Re claim 16 Zhao discloses A method for an audiovisual source separation processing, the method comprising: providing an audio receiver to receive audio associated with the video frame data, the audio receiver including a Short-Time Fourier Transform (STFT) function to convert the associated audio into spectrogram data comprising a listing of values for different frequency bins n at a time t (see section 3.1 Audio analysis network ); providing an input to receive a selection of a pixel of the video frame data as a selected pixel (see section 3.1 audio synthesizer network note that sound of a input pixels is estimated); mixing spectrogram data for the selected pixel with the associated audio in an audio synthesizer and providing an output of the audio synthesizer into an Inverse Short-Time Fourier Transform (ISTFT) function (see section 3.1 audio synthesizer network); and providing an output of the ISTFT function as output audio of the selected pixel(see section 3.1 audio synthesizer network);.

Zhao does not expressly disclose “providing a Generative Adversarial Network (GAN) system comprising a plurality of Deep Neural Networks (DNNs) configured to comprise a GAN generator and a GAN discriminator, the GAN generator configured to receive video frame data and associated optical flow frame data indicating pixel motion between the video frames;”
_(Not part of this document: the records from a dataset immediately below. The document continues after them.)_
//! Vector and matrix math for the pipeline
//!
//! Vec3 carries colors and reflectances, Vec4 carries homogeneous points
//! (w = 1) and directions (w = 0), Mat4 is a row-major 4x4 transform.

use std::ops::{Add, Index, IndexMut, Mul, Neg, Sub};
use serde::{Serialize, Deserialize};

/// 3-component vector (colors, reflectance triples)
#[derive(Debug, Clone, Copy, Default, PartialEq, Serialize, Deserialize)]
pub struct Vec3 {
    pub x: f32,
    pub y: f32,
    pub z: f32,
}

impl Vec3 {
    pub const ZERO: Vec3 = Vec3 { x: 0.0, y: 0.0, z: 0.0 };
    pub const ONE: Vec3 = Vec3 { x: 1.0, y: 1.0, z: 1.0 };

    pub const fn new(x: f32, y: f32, z: f32) -> Self {
        Self { x, y, z }
    }

    pub const fn splat(v: f32) -> Self {
        Self { x: v, y: v, z: v }
    }

    pub fn scale(self, s: f32) -> Vec3 {
        Vec3 {
            x: self.x * s,
            y: self.y * s,
            z: self.z * s,
        }
    }

    /// Component-wise product (reflectance times light color)
    pub fn mul_elem(self, other: Vec3) -> Vec3 {
        Vec3 {
            x: self.x * other.x,
            y: self.y * other.y,
            z: self.z * other.z,
        }
    }
}

impl Add for Vec3 {
    type Output = Vec3;
    fn add(self, other: Vec3) -> Vec3 {
        Vec3 {
            x: self.x + other.x,
            y: self.y + other.y,
            z: self.z + other.z,
        }
    }
}

impl Mul<f32> for Vec3 {
    type Output = Vec3;
    fn mul(self, s: f32) -> Vec3 {
        self.scale(s)
    }
}

fn one() -> f32 {
    1.0
}

/// Homogeneous 4-component vector
///
/// `w = 1` is a point, `w = 0` a direction. `dot`, `cross` and `normalize`
/// only look at x/y/z.
#[derive(Debug, Clone, Copy, Default, PartialEq, Serialize, Deserialize)]
pub struct Vec4 {
    pub x: f32,
    pub y: f32,
    pub z: f32,
    #[serde(default = "one")]
    pub w: f32,
}

impl Vec4 {
    pub const ZERO: Vec4 = Vec4 { x: 0.0, y: 0.0, z: 0.0, w: 0.0 };
    pub const ORIGIN: Vec4 = Vec4 { x: 0.0, y: 0.0, z: 0.0, w: 1.0 };

    pub const fn new(x: f32, y: f32, z: f32, w: f32) -> Self {
        Self { x, y, z, w }
    }

    pub const fn point(x: f32, y: f32, z: f32) -> Self {
        Self { x, y, z, w: 1.0 }
    }

    pub const fn direction(x: f32, y: f32, z: f32) -> Self {
        Self { x, y, z, w: 0.0 }
    }

    pub fn dot(self, other: Vec4) -> f32 {
        self.x * other.x + self.y * other.y + self.z * other.z
    }

    /// Right-handed cross product. The result is a direction (w = 0).
    pub fn cross(self, other: Vec4) -> Vec4 {
        Vec4 {
            x: self.y * other.z - self.z * other.y,
            y: self.z * other.x - self.x * other.z,
            z: self.x * other.y - self.y * other.x,
            w: 0.0,
        }
    }

    pub fn len(self) -> f32 {
        self.dot(self).sqrt()
    }

    /// Normalize x/y/z in place. Zero-length vectors are left untouched.
    pub fn normalize(&mut self) {
        let l = self.len();
        if l > 0.0 {
            self.x /= l;
            self.y /= l;
            self.z /= l;
        }
    }

    pub fn normalized(mut self) -> Vec4 {
        self.normalize();
        self
    }

    /// Linear interpolation over all four components
    pub fn lerp(self, other: Vec4, t: f32) -> Vec4 {
        self + (other - self) * t
    }

    /// Re-tag as a point (w = 1)
    pub fn as_point(self) -> Vec4 {
        Vec4 { w: 1.0, ..self }
    }
}

impl Add for Vec4 {
    type Output = Vec4;
    fn add(self, other: Vec4) -> Vec4 {
        Vec4 {
            x: self.x + other.x,
            y: self.y + other.y,
            z: self.z + other.z,
            w: self.w + other.w,
        }
    }
}

impl Sub for Vec4 {
    type Output = Vec4;
    fn sub(self, other: Vec4) -> Vec4 {
        Vec4 {
            x: self.x - other.x,
            y: self.y - other.y,
            z: self.z - other.z,
            w: self.w - other.w,
        }
    }
}

impl Mul<f32> for Vec4 {
    type Output = Vec4;
    fn mul(self, s: f32) -> Vec4 {
        Vec4 {
            x: self.x * s,
            y: self.y * s,
            z: self.z * s,
            w: self.w * s,
        }
    }
}

impl Neg for Vec4 {
    type Output = Vec4;
    fn neg(self) -> Vec4 {
        self * -1.0
    }
}

/// 4x4 matrix, `m[row][col]`. Default is the identity.
#[derive(Debug, Clone, Copy, PartialEq)]
pub struct Mat4 {
    pub m: [[f32; 4]; 4],
}

impl Mat4 {
    pub const IDENTITY: Mat4 = Mat4 {
        m: [
            [1.0, 0.0, 0.0, 0.0],
            [0.0, 1.0, 0.0, 0.0],
            [0.0, 0.0, 1.0, 0.0],
            [0.0, 0.0, 0.0, 1.0],
        ],
    };

    pub const ZERO: Mat4 = Mat4 { m: [[0.0; 4]; 4] };
}

impl Default for Mat4 {
    fn default() -> Self {
        Mat4::IDENTITY
    }
}

impl Index<(usize, usize)> for Mat4 {
    type Output = f32;
    fn index(&self, (row, col): (usize, usize)) -> &f32 {
        &self.m[row][col]
    }
}

impl IndexMut<(usize, usize)> for Mat4 {
    fn index_mut(&mut self, (row, col): (usize, usize)) -> &mut f32 {
        &mut self.m[row][col]
    }
}

/// Composition: `(a * b) * v == a * (b * v)`, the right operand applies first
impl Mul for Mat4 {
    type Output = Mat4;
    fn mul(self, o: Mat4) -> Mat4 {
        let mut result = Mat4::ZERO;
        for i in 0..4 {
            for j in 0..4 {
                for k in 0..4 {
                    result.m[i][j] += self.m[i][k] * o.m[k][j];
                }
            }
        }
        result
    }
}

/// Full homogeneous transform, w row included
impl Mul<Vec4> for Mat4 {
    type Output = Vec4;
    fn mul(self, v: Vec4) -> Vec4 {
        let m = &self.m;
        Vec4 {
            x: m[0][0] * v.x + m[0][1] * v.y + m[0][2] * v.z + m[0][3] * v.w,
            y: m[1][0] * v.x + m[1][1] * v.y + m[1][2] * v.z + m[1][3] * v.w,
            z: m[2][0] * v.x + m[2][1] * v.y + m[2][2] * v.z + m[2][3] * v.w,
            w: m[3][0] * v.x + m[3][1] * v.y + m[3][2] * v.z + m[3][3] * v.w,
        }
    }
}

#[cfg(test)]
pub(crate) mod tests {
    use super::*;

    pub(crate) fn mat_approx_eq(a: &Mat4, b: &Mat4, eps: f32) -> bool {
        (0..4).all(|i| (0..4).all(|j| (a[(i, j)] - b[(i, j)]).abs() < eps))
    }

    pub(crate) fn vec_approx_eq(a: Vec4, b: Vec4, eps: f32) -> bool {
        (a.x - b.x).abs() < eps
            && (a.y - b.y).abs() < eps
            && (a.z - b.z).abs() < eps
            && (a.w - b.w).abs() < eps
    }

    /// Deterministic pseudo-random matrix (xorshift), good enough for algebra checks
    fn pseudo_random_matrix(seed: u32) -> Mat4 {
        let mut state = seed.max(1);
        let mut m = Mat4::ZERO;
        for i in 0..4 {
            for j in 0..4 {
                state ^= state << 13;
                state ^= state >> 17;
                state ^= state << 5;
                m[(i, j)] = (state % 2000) as f32 / 1000.0 - 1.0;
            }
        }
        m
    }

    #[test]
    fn test_vec4_dot_ignores_w() {
        let a = Vec4::new(1.0, 2.0, 3.0, 10.0);
        let b = Vec4::new(4.0, 5.0, 6.0, 10.0);
        assert!((a.dot(b) - 32.0).abs() < 0.001);
    }

    #[test]
    fn test_cross_right_handed() {
        let c = Vec4::direction(1.0, 0.0, 0.0).cross(Vec4::direction(0.0, 1.0, 0.0));
        assert!(vec_approx_eq(c, Vec4::direction(0.0, 0.0, 1.0), 1e-6));
    }

    #[test]
    fn test_cross_is_a_direction() {
        let c = Vec4::point(1.0, 2.0, 3.0).cross(Vec4::point(-2.0, 0.5, 4.0));
        assert_eq!(c.w, 0.0);
    }

    #[test]
    fn test_cross_anticommutative_and_perpendicular() {
        let a = Vec4::point(1.5, -2.0, 0.25);
        let b = Vec4::point(-0.5, 3.0, 2.0);
        let ab = a.cross(b);
        let ba = b.cross(a);
        assert!(vec_approx_eq(ab, -ba, 1e-5));
        assert!(a.dot(ab).abs() < 1e-4);
        assert!(b.dot(ab).abs() < 1e-4);
    }

    #[test]
    fn test_normalize_unit_length() {
        let mut v = Vec4::direction(3.0, -4.0, 12.0);
        v.normalize();
        assert!((v.len() - 1.0).abs() < 1e-5);
    }

    #[test]
    fn test_normalize_zero_unchanged() {
        let mut v = Vec4::ZERO;
        v.normalize();
        assert_eq!(v, Vec4::ZERO);
        assert!(!v.x.is_nan());
    }

    #[test]
    fn test_lerp_all_components() {
        let a = Vec4::new(0.0, 0.0, 0.0, 1.0);
        let b = Vec4::new(2.0, 4.0, -6.0, 3.0);
        assert!(vec_approx_eq(a.lerp(b, 0.5), Vec4::new(1.0, 2.0, -3.0, 2.0), 1e-6));
    }

    #[test]
    fn test_vec3_mul_elem() {
        let c = Vec3::new(1.0, 0.5, 0.0).mul_elem(Vec3::new(0.5, 0.5, 1.0));
        assert_eq!(c, Vec3::new(0.5, 0.25, 0.0));
    }

    #[test]
    fn test_default_is_identity() {
        assert_eq!(Mat4::default(), Mat4::IDENTITY);
        let p = Vec4::point(1.0, -2.0, 3.0);
        assert_eq!(Mat4::default() * p, p);
    }

    #[test]
    fn test_matrix_associative() {
        let a = pseudo_random_matrix(7);
        let b = pseudo_random_matrix(91);
        let c = pseudo_random_matrix(1234);
        assert!(mat_approx_eq(&((a * b) * c), &(a * (b * c)), 1e-4));
    }

    #[test]
    fn test_matrix_not_commutative() {
        let a = pseudo_random_matrix(3);
        let b = pseudo_random_matrix(5);
        assert!(!mat_approx_eq(&(a * b), &(b * a), 1e-4));
    }

    #[test]
    fn test_matrix_vector_uses_w_row() {
        let mut m = Mat4::IDENTITY;
        m[(3, 2)] = -1.0;
        m[(3, 3)] = 0.0;
        let v = m * Vec4::point(0.0, 0.0, -5.0);
        assert!((v.w - 5.0).abs() < 1e-6);
    }
}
Re claim 24 note that claim the allowable features of claim 24  24 is similar to those of claim 16 


Re claim 21 Wang et al discloses A method, the method comprising training a Generative Adversarial Network (GAN) system comprising a plurality of Deep Neural Networks (DNNs) configured to comprise a GAN generator and a GAN discriminator, the GAN generator (see figure 6a note that there is a generator network 404 and a discriminator network 406) configured to receive video frame data and associated optical flow frame data indicating pixel motion between the video frames (see figure 6A  note that optical flow and training images are input into the image exposure generator network  (see also paragraph 38 note that the images are video frames ), wherein the training comprises receiving a plurality of different video clips into the GAN generator (see paragraph 38 note that video is used for training ) and, using a gradient descent training process, training the GAN generator to generate candidates attempting to fool the GAN discriminator while training the GAN discriminator to correctly identify whether the candidates are real/fake or clean/mixture (see paragraph 34 note that the discriminator is attempted to be fooled by the generator).

The Wang  does not discloses A method for an audiovisual source separation processing, the method comprising training a Generative Adversarial Network (GAN) system comprising a plurality of Deep Neural Networks (DNNs) configured to comprise a GAN generator and a GAN discriminator, the GAN generator configured to receive video frame data and associated optical flow frame data indicating pixel motion between the video frames.  

The examiner notes that the GAN in Wang the GAN in wang has nothing to do with audio visual source separation and is trained for a completely different purpose. The examiner notes that training a GAN for audio visual source separation would require different video clips for training and a completely different type of discriminator that used in Wang. Furthermore the GAN in Wang would not be useful for performing Audio visual source separation is not capable of or related to performing the audio visual separation recited in the preamble. 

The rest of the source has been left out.